"Magnus", film review, biography of world chess champion

“Magnus”: biography of the current chess World Champion Carlsen from Norway (only 26)

 

Name:“Magnus

Director, writer: Benjamin Ree

Released: 2016

Format: 1.85:1, often 4:3

When and how viewed: 2016/12/4 on Amazon Prime

Length 78

Rating:  NA

Companies:     FilmRise

Benjamin Ree’s biographical documentary “Magnus” (2016), presents the 26-year old chess World Champion Magnus Carlsen (the “Mozart of Chess”) from Norway as a charismatic person. I covered yesterday, on another blog (link link) , the factual information on his retaining the World Championship at a recent match in New York City, which may have caught the admiration of Donald Trump (who personally likes winners).

The film shows his early childhood along the Norway coast, where his parents noticed his fascination for patterns and numbers even as his social skills languished, with the possible risk of autism. He quickly learned to play chess, and his social, communication and athletic skills started to catch up.

The film shirts to 2004 with a big win in an international tournament at age 13. In 2013, at age 22, he eked out a win in a major tournament despite losing a critical game with White (analogous to losing a critical game at home in baseball or football despite “home field advantage”) because a rival similarly lost. He traveled to India to play Anand on the World Championship. He struggled with bad positions but managed to draw each of the first four games, with Anand probably missing wins. He then went on two win the next two and then a third later, in a turnaround.

Shortly before the World Championship, Magnus gave a blindfold simultaneous exhibition against ten opponents, showing the ability to remember 10 games at the same time.

Carlsen’s style evolved from aggressive attacks and opening preparation (meaning the moves “are not mine anymore”) to positional play, endgame skill, and combativeness in the middle game, and the ability to fight when in inferior positions and coax opponents into errors, much as in other sports (the “turnover” in football). In the recent World Championship, he sometimes played systems with White regarded as less forcing and less “bookd” and simply outplayed his opponent in the middle game (especially in the speed-controlled tie breaks). There is something meritocratic and moralistic in the belief “the better player will win.”

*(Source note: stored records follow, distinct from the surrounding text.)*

use std::fs;
use std::path::{Path, PathBuf};

use co2_dashboard::{
    latest_year, load_records, top_emitters, Dashboard, DashboardError, Dataset, TOP_EMITTER_LIMIT,
};

const HEADER: &str = "Country Name,Year,GDP_Value,co2,co2_per_capita";

fn write_csv(dir: &Path, name: &str, body: &str) -> PathBuf {
    let path = dir.join(name);
    fs::write(&path, body).expect("write csv");
    path
}

#[test]
fn scenario_rows_give_expected_subset() {
    let tmp = tempfile::tempdir().expect("tempdir");
    let path = write_csv(
        tmp.path(),
        "merged.csv",
        &format!("{HEADER}\nA,2020,100,50,5.0\nB,2020,200,80,4.0\nA,2019,90,45,4.5\n"),
    );

    let dataset = Dataset::load(&path).unwrap();
    assert_eq!(dataset.len(), 3);
    assert_eq!(latest_year(dataset.records()), Some(2020));

    let top = top_emitters(dataset.records(), TOP_EMITTER_LIMIT);
    let ranked: Vec<(&str, Option<f64>)> = top
        .records
        .iter()
        .map(|r| (r.country.as_str(), r.co2))
        .collect();
    assert_eq!(ranked, [("B", Some(80.0)), ("A", Some(50.0))]);
}

#[test]
fn rows_with_nulls_never_survive_cleaning() {
    let tmp = tempfile::tempdir().expect("tempdir");
    let path = write_csv(
        tmp.path(),
        "merged.csv",
        &format!(
            "{HEADER}\nKeep,2020,100,50,5.0\nNoGdp,2020,,90,9.0\nNoPerCapita,2020,300,70,NaN\nAlsoKeep,2019,120,,3.0\n"
        ),
    );

    let dataset = Dataset::load(&path).unwrap();
    let countries: Vec<&str> = dataset.records().iter().map(|r| r.country.as_str()).collect();
    assert_eq!(countries, ["Keep", "AlsoKeep"]);
    assert_eq!(dataset.rows_dropped(), 2);

    let dashboard = Dashboard::build(dataset, TOP_EMITTER_LIMIT).unwrap();
    let page = String::from_utf8(dashboard.page().to_vec()).unwrap();
    assert!(page.contains("Keep"));
    assert!(!page.contains("NoGdp"));
    assert!(!page.contains("NoPerCapita"));
}

#[test]
fn top_emitters_hold_invariants_on_larger_input() {
    let tmp = tempfile::tempdir().expect("tempdir");
    let mut body = String::from(HEADER);
    for i in 0..25 {
        body.push_str(&format!("\nCountry{i},2021,{},{},{}", 1000 + i, (i * 7) % 13, 1.5));
        body.push_str(&format!("\nCountry{i},2018,{},{},{}", 900 + i, 500 + i, 1.2));
    }
    let path = write_csv(tmp.path(), "merged.csv", &body);

    let dataset = Dataset::load(&path).unwrap();
    let year = latest_year(dataset.records()).unwrap();
    assert_eq!(year, dataset.records().iter().map(|r| r.year).max().unwrap());

    let top = top_emitters(dataset.records(), TOP_EMITTER_LIMIT);
    assert!(top.len() <= 10);
    assert!(top.records.iter().all(|r| r.year == year));
    assert!(top.records.windows(2).all(|w| w[0].co2 >= w[1].co2));
}

#[test]
fn pipeline_is_idempotent() {
    let tmp = tempfile::tempdir().expect("tempdir");
    let path = write_csv(
        tmp.path(),
        "merged.csv",
        &format!("{HEADER}\nA,2020,100,50,5.0\nB,2020,,80,4.0\nC,2020,300,80,2.0\n"),
    );

    let first = Dataset::load(&path).unwrap();
    let second = Dataset::load(&path).unwrap();
    assert_eq!(first, second);
    assert_eq!(
        top_emitters(first.records(), TOP_EMITTER_LIMIT),
        top_emitters(second.records(), TOP_EMITTER_LIMIT)
    );
}

#[test]
fn extra_columns_are_ignored() {
    let tmp = tempfile::tempdir().expect("tempdir");
    let path = write_csv(
        tmp.path(),
        "merged.csv",
        "Country Code,Country Name,Year,GDP_Value,co2,co2_per_capita,population\nCHL,Chile,2020,2.5e11,85.0,4.4,19000000\n",
    );

    let records = load_records(&path).unwrap();
    assert_eq!(records.len(), 1);
    assert_eq!(records[0].country, "Chile");
    assert_eq!(records[0].gdp_value, Some(2.5e11));
}

#[test]
fn missing_file_names_the_path() {
    let tmp = tempfile::tempdir().expect("tempdir");
    let path = tmp.path().join("absent.csv");

    let err = load_records(&path).unwrap_err();
    assert!(matches!(err, DashboardError::Io { .. }));
    assert!(err.to_string().contains("absent.csv"));
}

#[test]
fn missing_per_capita_column_fails() {
    let tmp = tempfile::tempdir().expect("tempdir");
    let path = write_csv(
        tmp.path(),
        "merged.csv",
        "Country Name,Year,GDP_Value,co2\nA,2020,100,50\n",
    );

    let err = Dashboard::load(&path, TOP_EMITTER_LIMIT).unwrap_err();
    match err {
        DashboardError::MissingColumn { column, .. } => assert_eq!(column, "co2_per_capita"),
        other => panic!("unexpected error: {other}"),
    }
}

#[test]
fn malformed_numbers_fail_at_load() {
    let tmp = tempfile::tempdir().expect("tempdir");
    let path = write_csv(
        tmp.path(),
        "merged.csv",
        &format!("{HEADER}\nA,2020,lots,50,5.0\n"),
    );

    assert!(matches!(load_records(&path), Err(DashboardError::Csv { .. })));
}

#[test]
fn header_only_file_builds_empty_dashboard() {
    let tmp = tempfile::tempdir().expect("tempdir");
    let path = write_csv(tmp.path(), "merged.csv", &format!("{HEADER}\n"));

    let dashboard = Dashboard::load(&path, TOP_EMITTER_LIMIT).unwrap();
    assert!(dashboard.dataset().is_empty());
    assert!(dashboard.top_emitters().is_empty());
    assert_eq!(dashboard.top_emitters().year, None);
}

#[test]
fn infinite_cells_fail_at_load() {
    let tmp = tempfile::tempdir().expect("tempdir");
    for (name, row) in [
        ("co2.csv", "A,2020,100,inf,5.0"),
        ("gdp.csv", "A,2020,-inf,50,5.0"),
        ("per_capita.csv", "A,2020,100,50,inf"),
    ] {
        let path = write_csv(tmp.path(), name, &format!("{HEADER}\n{row}\nB,2020,200,10,4.0\n"));

        let err = Dashboard::load(&path, TOP_EMITTER_LIMIT).unwrap_err();
        assert!(matches!(err, DashboardError::Csv { .. }), "{name}: {err}");
        assert!(err.to_string().contains("finite"), "{name}: {err}");
    }
}

#[test]
fn blank_year_fails_at_load() {
    let tmp = tempfile::tempdir().expect("tempdir");
    let path = write_csv(
        tmp.path(),
        "merged.csv",
        &format!("{HEADER}\nA,2020,100,50,5.0\nB,,200,80,4.0\n"),
    );

    let err = load_records(&path).unwrap_err();
    assert!(matches!(err, DashboardError::Csv { .. }));
    assert!(err.to_string().contains("year is missing"));
}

Magnus also went to some training spas, where he played volleyball, swam, and developed an obvious interest in big league fitness (that would please Twitter’s “Blogtyrant”), and would become a men’s clothing fashion model. All of this fits in with Magnus’s present view of chess as a major athletic sport.

The film shows him with his family on holidays (you sort of expect to see a dog or cat but don’t), but does not get into his personal life as an adult.

Some of the family conversation in the film is in Norwegian without subtitles, which are needed. Magnus speaks perfect English with no accent, the way an actor could.

One wonders if NFL football coaches and players and MLN managers, coaches, players (especially pitchers), and owners would benefit from learning chess.

Picture: Rublevsky-Jakovenko, 1952, won in 50 moves by White, after move 23. This is a little used line in the Petroff (5 d3 instead of d4) to force an unbalanced pawn structure and possible active pawn majority and good knight v. bad bishop syndrome in the ending. I’m surprised it isn’t played more; this looks like the kind of play Carlsen likes.